» **Task brief**: Render every entry verbatim.

» **Data provided**:
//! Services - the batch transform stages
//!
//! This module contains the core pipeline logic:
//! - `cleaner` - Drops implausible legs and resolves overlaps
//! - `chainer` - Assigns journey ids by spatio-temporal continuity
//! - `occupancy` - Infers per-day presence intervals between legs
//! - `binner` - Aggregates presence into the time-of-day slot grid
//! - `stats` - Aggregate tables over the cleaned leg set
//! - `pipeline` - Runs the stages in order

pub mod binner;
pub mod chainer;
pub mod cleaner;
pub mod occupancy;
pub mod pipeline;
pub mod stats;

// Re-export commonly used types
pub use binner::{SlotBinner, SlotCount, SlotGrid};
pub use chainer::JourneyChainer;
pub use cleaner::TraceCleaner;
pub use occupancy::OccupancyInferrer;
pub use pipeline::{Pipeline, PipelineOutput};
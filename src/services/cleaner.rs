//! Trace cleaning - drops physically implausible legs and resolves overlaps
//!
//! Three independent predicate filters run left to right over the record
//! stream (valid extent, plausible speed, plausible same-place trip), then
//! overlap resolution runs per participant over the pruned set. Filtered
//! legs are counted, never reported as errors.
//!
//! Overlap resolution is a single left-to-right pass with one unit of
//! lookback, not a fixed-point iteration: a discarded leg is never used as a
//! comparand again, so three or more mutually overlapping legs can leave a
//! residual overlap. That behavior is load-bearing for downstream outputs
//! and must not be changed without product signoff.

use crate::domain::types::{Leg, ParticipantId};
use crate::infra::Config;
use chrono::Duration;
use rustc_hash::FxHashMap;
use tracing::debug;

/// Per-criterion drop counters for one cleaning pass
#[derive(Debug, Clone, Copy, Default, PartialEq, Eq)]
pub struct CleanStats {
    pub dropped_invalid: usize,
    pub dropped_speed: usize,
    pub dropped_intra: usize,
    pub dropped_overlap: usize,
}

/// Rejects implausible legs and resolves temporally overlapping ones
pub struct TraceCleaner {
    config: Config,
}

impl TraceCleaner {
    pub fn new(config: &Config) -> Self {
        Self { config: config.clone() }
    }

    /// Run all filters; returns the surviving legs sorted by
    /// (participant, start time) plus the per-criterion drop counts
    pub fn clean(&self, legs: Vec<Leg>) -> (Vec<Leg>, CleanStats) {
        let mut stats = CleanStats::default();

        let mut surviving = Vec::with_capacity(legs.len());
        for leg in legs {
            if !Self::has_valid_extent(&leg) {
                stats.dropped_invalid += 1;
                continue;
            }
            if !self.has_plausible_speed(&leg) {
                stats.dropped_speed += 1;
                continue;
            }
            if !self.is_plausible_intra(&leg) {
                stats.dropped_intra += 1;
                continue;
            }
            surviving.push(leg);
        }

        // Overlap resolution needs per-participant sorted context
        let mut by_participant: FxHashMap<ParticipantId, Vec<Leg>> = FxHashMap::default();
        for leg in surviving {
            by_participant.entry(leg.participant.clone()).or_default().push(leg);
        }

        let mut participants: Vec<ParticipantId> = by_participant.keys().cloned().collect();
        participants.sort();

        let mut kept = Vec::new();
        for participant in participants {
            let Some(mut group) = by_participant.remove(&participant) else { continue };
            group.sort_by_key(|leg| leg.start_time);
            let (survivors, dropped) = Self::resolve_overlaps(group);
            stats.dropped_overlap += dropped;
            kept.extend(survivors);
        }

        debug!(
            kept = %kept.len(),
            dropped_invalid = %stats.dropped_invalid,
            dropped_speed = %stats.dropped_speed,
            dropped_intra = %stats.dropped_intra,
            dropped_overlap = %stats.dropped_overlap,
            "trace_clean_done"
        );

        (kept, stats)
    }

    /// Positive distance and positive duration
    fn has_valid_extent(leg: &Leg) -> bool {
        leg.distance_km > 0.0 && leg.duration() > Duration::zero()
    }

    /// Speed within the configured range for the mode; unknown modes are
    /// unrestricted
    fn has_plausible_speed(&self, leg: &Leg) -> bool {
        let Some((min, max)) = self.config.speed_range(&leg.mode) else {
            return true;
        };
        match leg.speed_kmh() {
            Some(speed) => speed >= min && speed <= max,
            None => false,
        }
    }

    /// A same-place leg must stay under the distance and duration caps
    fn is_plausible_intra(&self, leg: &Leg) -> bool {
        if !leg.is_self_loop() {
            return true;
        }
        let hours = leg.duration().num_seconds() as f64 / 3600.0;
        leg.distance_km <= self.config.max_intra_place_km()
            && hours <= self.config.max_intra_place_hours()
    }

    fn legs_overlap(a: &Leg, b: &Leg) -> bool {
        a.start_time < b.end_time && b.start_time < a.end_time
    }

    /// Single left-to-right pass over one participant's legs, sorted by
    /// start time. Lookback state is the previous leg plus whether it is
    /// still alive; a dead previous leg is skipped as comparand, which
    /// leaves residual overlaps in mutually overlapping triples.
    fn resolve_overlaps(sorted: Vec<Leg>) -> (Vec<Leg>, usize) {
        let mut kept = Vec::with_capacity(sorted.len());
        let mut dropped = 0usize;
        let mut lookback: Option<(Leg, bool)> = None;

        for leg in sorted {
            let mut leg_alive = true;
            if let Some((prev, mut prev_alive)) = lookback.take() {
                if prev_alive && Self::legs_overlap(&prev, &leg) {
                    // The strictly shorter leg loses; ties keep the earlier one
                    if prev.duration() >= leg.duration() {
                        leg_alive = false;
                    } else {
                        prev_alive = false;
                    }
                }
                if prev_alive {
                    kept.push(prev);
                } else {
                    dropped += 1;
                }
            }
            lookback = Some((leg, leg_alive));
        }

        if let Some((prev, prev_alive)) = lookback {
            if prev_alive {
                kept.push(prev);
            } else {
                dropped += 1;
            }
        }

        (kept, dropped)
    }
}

» **Response area**:
//! Services - the batch transform stages
//!
//! This module contains the core pipeline logic:
//! - `cleaner` - Drops implausible legs and resolves overlaps
//! - `chainer` - Assigns journey ids by spatio-temporal continuity
//! - `occupancy` - Infers per-day presence intervals between legs
//! - `binner` - Aggregates presence into the time-of-day slot grid
//! - `stats` - Aggregate tables over the cleaned leg set
//! - `pipeline` - Runs the stages in order

pub mod binner;
pub mod chainer;
pub mod cleaner;
pub mod occupancy;
pub mod pipeline;
pub mod stats;

// Re-export commonly used types
pub use binner::{SlotBinner, SlotCount, SlotGrid};
pub use chainer::JourneyChainer;
pub use cleaner::TraceCleaner;
pub use occupancy::OccupancyInferrer;
pub use pipeline::{Pipeline, PipelineOutput};
filename src/services/cleaner.rs
//! Trace cleaning - drops physically implausible legs and resolves overlaps
//!
//! Three independent predicate filters run left to right over the record
//! stream (valid extent, plausible speed, plausible same-place trip), then
//! overlap resolution runs per participant over the pruned set. Filtered
//! legs are counted, never reported as errors.
//!
//! Overlap resolution is a single left-to-right pass with one unit of
//! lookback, not a fixed-point iteration: a discarded leg is never used as a
//! comparand again, so three or more mutually overlapping legs can leave a
//! residual overlap. That behavior is load-bearing for downstream outputs
//! and must not be changed without product signoff.

use crate::domain::types::{Leg, ParticipantId};
use crate::infra::Config;
use chrono::Duration;
use rustc_hash::FxHashMap;
use tracing::debug;

/// Per-criterion drop counters for one cleaning pass
#[derive(Debug, Clone, Copy, Default, PartialEq, Eq)]
pub struct CleanStats {
    pub dropped_invalid: usize,
    pub dropped_speed: usize,
    pub dropped_intra: usize,
    pub dropped_overlap: usize,
}

/// Rejects implausible legs and resolves temporally overlapping ones
pub struct TraceCleaner {
    config: Config,
}

impl TraceCleaner {
    pub fn new(config: &Config) -> Self {
        Self { config: config.clone() }
    }

    /// Run all filters; returns the surviving legs sorted by
    /// (participant, start time) plus the per-criterion drop counts
    pub fn clean(&self, legs: Vec<Leg>) -> (Vec<Leg>, CleanStats) {
        let mut stats = CleanStats::default();

        let mut surviving = Vec::with_capacity(legs.len());
        for leg in legs {
            if !Self::has_valid_extent(&leg) {
                stats.dropped_invalid += 1;
                continue;
            }
            if !self.has_plausible_speed(&leg) {
                stats.dropped_speed += 1;
                continue;
            }
            if !self.is_plausible_intra(&leg) {
                stats.dropped_intra += 1;
                continue;
            }
            surviving.push(leg);
        }

        // Overlap resolution needs per-participant sorted context
        let mut by_participant: FxHashMap<ParticipantId, Vec<Leg>> = FxHashMap::default();
        for leg in surviving {
            by_participant.entry(leg.participant.clone()).or_default().push(leg);
        }

        let mut participants: Vec<ParticipantId> = by_participant.keys().cloned().collect();
        participants.sort();

        let mut kept = Vec::new();
        for participant in participants {
            let Some(mut group) = by_participant.remove(&participant) else { continue };
            group.sort_by_key(|leg| leg.start_time);
            let (survivors, dropped) = Self::resolve_overlaps(group);
            stats.dropped_overlap += dropped;
            kept.extend(survivors);
        }

        debug!(
            kept = %kept.len(),
            dropped_invalid = %stats.dropped_invalid,
            dropped_speed = %stats.dropped_speed,
            dropped_intra = %stats.dropped_intra,
            dropped_overlap = %stats.dropped_overlap,
            "trace_clean_done"
        );

        (kept, stats)
    }

    /// Positive distance and positive duration
    fn has_valid_extent(leg: &Leg) -> bool {
        leg.distance_km > 0.0 && leg.duration() > Duration::zero()
    }

    /// Speed within the configured range for the mode; unknown modes are
    /// unrestricted
    fn has_plausible_speed(&self, leg: &Leg) -> bool {
        let Some((min, max)) = self.config.speed_range(&leg.mode) else {
            return true;
        };
        match leg.speed_kmh() {
            Some(speed) => speed >= min && speed <= max,
            None => false,
        }
    }

    /// A same-place leg must stay under the distance and duration caps
    fn is_plausible_intra(&self, leg: &Leg) -> bool {
        if !leg.is_self_loop() {
            return true;
        }
        let hours = leg.duration().num_seconds() as f64 / 3600.0;
        leg.distance_km <= self.config.max_intra_place_km()
            && hours <= self.config.max_intra_place_hours()
    }

    fn legs_overlap(a: &Leg, b: &Leg) -> bool {
        a.start_time < b.end_time && b.start_time < a.end_time
    }

    /// Single left-to-right pass over one participant's legs, sorted by
    /// start time. Lookback state is the previous leg plus whether it is
    /// still alive; a dead previous leg is skipped as comparand, which
    /// leaves residual overlaps in mutually overlapping triples.
    fn resolve_overlaps(sorted: Vec<Leg>) -> (Vec<Leg>, usize) {
        let mut kept = Vec::with_capacity(sorted.len());
        let mut dropped = 0usize;
        let mut lookback: Option<(Leg, bool)> = None;

        for leg in sorted {
            let mut leg_alive = true;
            if let Some((prev, mut prev_alive)) = lookback.take() {
                if prev_alive && Self::legs_overlap(&prev, &leg) {
                    // The strictly shorter leg loses; ties keep the earlier one
                    if prev.duration() >= leg.duration() {
                        leg_alive = false;
                    } else {
                        prev_alive = false;
                    }
                }
                if prev_alive {
                    kept.push(prev);
                } else {
                    dropped += 1;
                }
            }
            lookback = Some((leg, leg_alive));
        }

        if let Some((prev, prev_alive)) = lookback {
            if prev_alive {
                kept.push(prev);
            } else {
                dropped += 1;
            }
        }

        (kept, dropped)
    }
}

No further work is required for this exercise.